Walau membutuhkan waktu lama, akhrinya alip dan salmin terbangun. Raut wajah kesal dan heran nampak dari keduanya yang dipaksa, diseret keluar dari alam mimpi. "naon ari maneh", "isuk-isuk jiga nu burung"  komentar alip disusul salmin atas tindakan junot yang memaksa mereka keluar dari alam mimpinya masing-masing.

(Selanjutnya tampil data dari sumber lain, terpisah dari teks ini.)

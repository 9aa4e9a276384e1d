//! Mathematical utilities: survival transforms and monotone search.

pub mod search;
pub mod survival;

pub use search::*;
pub use survival::*;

Seperti sinetron-sinetron tak jelas (Ups!) yang biasa penulis tonton di TV, biasanya pada momen-momen seperti ini, sang pemeran utama ( baca: Junot ) mendadak menjadi gagap. "Eta,.. naon, om,. ded"  jawab Junot dengan gagap. Sang pemilik tanya pun terheran, "maksudna naon jun"   tanya alip memperjelas. " Eta,.. om,. ded"  masih saja junot gagap. "Keheula bray, tarik nafas heula okeh, selow"  salmin berusaha menenangkan Junot. Belum selesai Junot ancang-ancang tarik nafas, bak Mercedes Ban melaju kencang di jalan tol cipularang, "om ided menang telak 65,6 persen sodara-sodara"
-

Kontan! tiga sekawan yang dapat disebut sebagai aktivis mahasiswa itu sorai bergembira. Ya! Sebut saja om ided, ia adalah incumben dalam pemilu. Mendapat kabar kemenangan om ided, tiga sekawan ini senang bukan kepalang. Mereka senang, bukan karna mereka adalah simpatisan atau TimSes om ided, atau karna om ided menang telak dalam perolehan suara sehingga dapat kembali menjabat, di periode yang ke-dua. Namun mereka senang karna, kemenangan om ided ini adalah pertanda bahwa "kesempatan berjihad masih terbuka lebar".